Healthy Aging Martha’s Vineyard (HAMV) celebrated Independence Day a little early this year, becoming its own nonprofit as of July 1. The organization was fiscally sponsored through Martha’s Vineyard Community Services for the past six years, and continues to reside on the MVCS campus.
With initial meetings held at the West Tisbury library, HAMV was founded in 2013 as a grassroots task force to ensure the Island is age-friendly. Its mission is to ensure the infrastructure and services are in place to support the Vineyard’s growing older adult population.
With one out of every three residents 65 and over, HAMV’s planning, advocacy, and community building are more vital than ever. Collaborating with the Island’s agencies serving older adults, it identifies service gaps, researches evidence-based solutions, and develops and funds pilot programs.
HAMV’s new organizational structure will empower its continuing growth, create operational efficiencies, and ultimately allow it to significantly improve the lives of the Island’s older population.
“Everything we do, you can map back to helping older adults thrive here on Martha’s Vineyard,” board chair Bob Laskowski shares. “Becoming a 501(c)(3) was inevitable in our organization. It resulted from self-examination of how we could do our work and focus appropriately on their needs and desires.”
Cindy Trish, executive director, adds, “This new incarnation is allowing us to be more laser-focused on our community action plan.”
Just one of HAMV’s strengths is how they listen and learn. They have undertaken two large-scale surveys of older adults, soliciting data that has helped inform many of the organization’s efforts. Laskowski recalls the initial survey in 2015. “When looking at the drill-down of the demographics, it was not a homogenous population. It’s pretty diverse. You have people who are comfortable retirees and way too many older adults with little income. That was a revelation.”
Other facets of HAMV’s work include planning, organizing, acting, and advocating. “We look around and try to identify what is most important in our community and how we can be helpful,” says Laskowski.

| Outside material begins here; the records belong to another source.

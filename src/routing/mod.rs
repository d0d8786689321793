mod matcher;
mod table;

pub use matcher::PathMatcher;
pub use table::RuleTable;
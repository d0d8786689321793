#[global_allocator]
static GLOBAL: tikv_jemallocator::Jemalloc = tikv_jemallocator::Jemalloc;

use anyhow::Result;
use clap::Parser;
use std::path::PathBuf;
use upstream_gateway::config::GatewayConfig;
use upstream_gateway::server;

#[derive(Parser)]
#[command(
    name = "upstream-gateway",
    about = "Reverse-proxy gateway with health-aware load balancing"
)]
struct Cli {
    /// Path to gateway config file (.toml or .json)
    #[arg(short, long, default_value = "config.toml")]
    config: PathBuf,

    /// Listen address, overrides the config file and GATEWAY_LISTEN
    #[arg(short, long)]
    listen: Option<String>,
}

fn main() -> Result<()> {
    let cli = Cli::parse();
    server::bootstrap::init_tracing();

    let mut config = GatewayConfig::load(&cli.config)?;
    if let Some(listen) = cli.listen {
        config.server.listen = listen;
    }

    let mut builder = tokio::runtime::Builder::new_multi_thread();
    if let Some(threads) = config.server.worker_threads {
        builder.worker_threads(threads.max(1));
    }
    let rt = builder.enable_all().build()?;

    rt.block_on(server::bootstrap::run(config))
}
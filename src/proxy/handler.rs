use crate::config::ReverseProxyConfig;
use crate::error::GatewayError;
use crate::proxy::context::{
    client_ip_from_headers, empty_body, full_body, session_id_from_headers, BoxBody, ClientIp,
    RequestContext, SessionId,
};
use crate::proxy::headers::{
    append_forwarded_for, apply_extra_headers, forward_request_headers, response_headers,
};
use crate::routing::PathMatcher;
use crate::upstream::{Balancer, ConnectionPool, SelectionContext};
use bytes::Bytes;
use http::{Method, StatusCode, Uri};
use http_body_util::BodyExt;
use hyper::body::Body;
use hyper::{Request, Response};
use std::sync::Arc;
use std::time::SystemTime;
use tracing::{debug, warn};

/// Forwarding pipeline for one proxy rule.
///
/// 1. BIND: a handler without a rule answers 500
/// 2. SELECT: canary gate + strategy; nothing healthy answers 503
/// 3. REWRITE: strip prefix, sanitize headers, X-Forwarded-For, extra headers
/// 4. FORWARD: one attempt under the rule's timeout
/// 5. MAP: connect failure 503, timeout 504 (both reported to passive
///    health), other transport errors 502, upstream 4xx/5xx passed through
///    as an error page, anything else relayed
/// 6. LOG: one `access` event per request
pub struct ReverseProxyHandler {
    binding: Option<Binding>,
    pool: ConnectionPool,
}

struct Binding {
    rule: Arc<ReverseProxyConfig>,
    balancer: Arc<Balancer>,
}

impl ReverseProxyHandler {
    pub fn new(rule: Arc<ReverseProxyConfig>, balancer: Arc<Balancer>, pool: ConnectionPool) -> Self {
        Self {
            binding: Some(Binding { rule, balancer }),
            pool,
        }
    }

    /// A handler with no rule behind it. Every request gets a 500.
    pub fn unbound(pool: ConnectionPool) -> Self {
        Self {
            binding: None,
            pool,
        }
    }

    pub fn rule(&self) -> Option<&Arc<ReverseProxyConfig>> {
        self.binding.as_ref().map(|b| &b.rule)
    }

    pub fn balancer(&self) -> Option<&Arc<Balancer>> {
        self.binding.as_ref().map(|b| &b.balancer)
    }

    pub async fn handle<B>(&self, req: Request<B>) -> Response<BoxBody>
    where
        B: Body<Data = Bytes> + Send,
        B::Error: std::fmt::Display,
    {
        let (parts, body) = req.into_parts();

        let peer_ip = parts.extensions.get::<ClientIp>().map(|c| c.0);
        let client_ip = peer_ip.or_else(|| client_ip_from_headers(&parts.headers));
        let session_id = parts
            .extensions
            .get::<SessionId>()
            .map(|s| s.0.clone())
            .or_else(|| session_id_from_headers(&parts.headers));

        let rule_id = self
            .rule()
            .map(|r| r.id.clone())
            .unwrap_or_else(|| "_unbound".to_string());
        let mut ctx = RequestContext::new(
            parts.method.to_string(),
            parts.uri.path().to_string(),
            rule_id,
            client_ip,
        );

        let binding = match &self.binding {
            Some(b) => b,
            None => {
                let err = GatewayError::Misconfiguration("no proxy rule bound".into());
                warn!("proxy: {}, path={}", err, ctx.path);
                return ctx.error_response(&err);
            }
        };

        let selection = SelectionContext {
            client_ip,
            session_id: session_id.as_deref(),
        };
        let upstream = match binding.balancer.choose(&selection) {
            Some(u) => u,
            None => {
                warn!("proxy: no healthy upstream, rule={}", ctx.rule_id);
                return ctx.error_response(&GatewayError::NoHealthyUpstream);
            }
        };
        ctx.upstream.push_str(upstream.url());

        let target = target_uri(upstream.url(), &binding.rule, &parts.uri);

        let mut headers = forward_request_headers(&parts.headers);
        // A peer address from the listener extends the chain. An address read
        // from the headers is already in it.
        match (peer_ip, client_ip) {
            (Some(ip), _) => append_forwarded_for(&mut headers, ip),
            (None, Some(ip)) if !headers.contains_key("x-forwarded-for") => {
                append_forwarded_for(&mut headers, ip)
            }
            _ => {}
        }
        apply_extra_headers(&mut headers, &binding.rule.add_headers);

        let outbound_body = if carries_body(&parts.method) {
            match body.collect().await {
                Ok(collected) => {
                    let bytes = collected.to_bytes();
                    if bytes.is_empty() {
                        empty_body()
                    } else {
                        full_body(bytes)
                    }
                }
                Err(e) => {
                    warn!(
                        "proxy: failed to read request body, rule={}, error={}",
                        ctx.rule_id, e
                    );
                    return ctx.status_response(StatusCode::BAD_REQUEST, "bad_request");
                }
            }
        } else {
            empty_body()
        };

        let mut builder = Request::builder().method(parts.method.clone()).uri(&target);
        if let Some(h) = builder.headers_mut() {
            *h = headers;
        }
        let outbound = match builder.body(outbound_body) {
            Ok(r) => r,
            Err(e) => {
                let err = GatewayError::Internal(format!("building upstream request: {}", e));
                warn!("proxy: {}, rule={}, target={}", err, ctx.rule_id, target);
                return ctx.error_response(&err);
            }
        };

        let client = self.pool.get(upstream.url());
        let result = tokio::time::timeout(binding.rule.timeout(), client.request(outbound)).await;

        let resp = match result {
            Ok(Ok(resp)) => resp,
            Ok(Err(e)) => {
                let err = if e.is_connect() {
                    GatewayError::UpstreamUnreachable(e.to_string())
                } else {
                    GatewayError::Transport(e.to_string())
                };
                return fail(binding, &ctx, &target, err);
            }
            Err(_) => return fail(binding, &ctx, &target, GatewayError::UpstreamTimeout),
        };

        let status = resp.status();
        if status.is_client_error() || status.is_server_error() {
            debug!(
                "proxy: upstream error status, rule={}, upstream={}, status={}",
                ctx.rule_id,
                ctx.upstream,
                status.as_u16()
            );
            return ctx.error_response(&GatewayError::UpstreamStatus(status.as_u16()));
        }

        let (up_parts, up_body) = resp.into_parts();
        let mut downstream = Response::new(up_body.boxed());
        *downstream.status_mut() = up_parts.status;
        *downstream.headers_mut() = response_headers(&up_parts.headers);
        ctx.finish(status);
        downstream
    }
}

fn fail(
    binding: &Binding,
    ctx: &RequestContext,
    target: &str,
    err: GatewayError,
) -> Response<BoxBody> {
    warn!(
        "proxy: upstream failure, rule={}, target={}, error={}",
        ctx.rule_id, target, err
    );
    if err.reports_failure() {
        metrics::counter!(
            "gateway_upstream_failures_reported_total",
            "rule" => ctx.rule_id.clone(),
        )
        .increment(1);
        binding.balancer.report_failure(&ctx.upstream, SystemTime::now());
    }
    ctx.error_response(&err)
}

fn carries_body(method: &Method) -> bool {
    [
        Method::POST,
        Method::PUT,
        Method::PATCH,
        Method::DELETE,
        Method::OPTIONS,
    ]
    .contains(method)
}

/// Upstream base URL + (optionally stripped) request path + query.
fn target_uri(base: &str, rule: &ReverseProxyConfig, uri: &Uri) -> String {
    let path = if rule.strip_prefix {
        PathMatcher::strip_prefix(&rule.path, uri.path())
    } else {
        uri.path().to_string()
    };
    let mut target = String::with_capacity(base.len() + path.len() + 16);
    target.push_str(base.trim_end_matches('/'));
    target.push_str(&path);
    if let Some(q) = uri.query() {
        target.push('?');
        target.push_str(q);
    }
    target
}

HAMV sees itself as part of a larger ecosystem of Vineyard organizations working to create an age-friendly community. As a coalition leader, HAMV collaborates with other agencies to develop programs that fill service gaps, advocate for older adults, and ensure their perspective is considered in community decisions.
“We look around to see how we can be helpful, and that helpfulness is usually by building coalitions — facilitating good ideas and getting principals together who can make it happen. We’re a small organization, but our ability to leverage resources is large in making it easier for our wonderful colleagues and neighbors in the community to do things that they want,” Laskowski says.
Coalitions include transportation, falls prevention, digital equity, and advanced care planning. Members reach across the Island, including the Councils on Aging, M.V. Hospital, the VTA, Visiting Nurse Association of Martha’s Vineyard, YMCA, the Island’s libraries, NAACP, Martha’s Vineyard Center for Living, the Steamship Authority,Martha’s Vineyard Community Services, Martha’s Vineyard Hospice, and community leaders, all of whom have a “stake in the game.”
Looking to the future, Laskowski says, “There are a lot of older adults, and we’re getting older.” HAMV is dedicated to doing more, utilizing the principles of collaboration, asset sharing, and nimbleness to address growing demand in a cost-effective and scalable manner. The organization is expanding its funding sources through grants and personal donations to achieve long-term funding stability, while having the towns remain anchor partners.
One of the newer initiatives is a two-year pilot funded by Vineyard Visions focusing on community engagement and volunteerism. “It allows us to look at the resources older adults bring to the Island through their volunteer efforts and how we can better utilize this asset to help one another meet our needs today and into the future,” Trish says. “That’s one way we get out of the conundrum of having an older population without enough resources. It’s about how we care for ourselves.”
Regarding becoming an independent entity,Trish says, “This change allows us to raise the awareness of what we are and what we do in a more straightforward way, and to have a sustainable infrastructure.” Being a 501(c)(3) also allows HAMV to leverage outside resources, which they have already done by submitting proposals to new funding sources.
“It’s like first we were a toddler with our task force, and then we became middle schoolers, and now we’re a teenager,” Trish reflects. “Having our own organization will allow us to do things more straightforwardly in some cases. We’ve benefited incredibly from our partnership with Community Services, which provided us with some of the infrastructure we didn’t have. It also allows us to partner in addressing the needs of older adults on the Island. But it’s time for us to evolve so we can accelerate our growth — and impact — and develop a solid and sustainable foundation to build on.”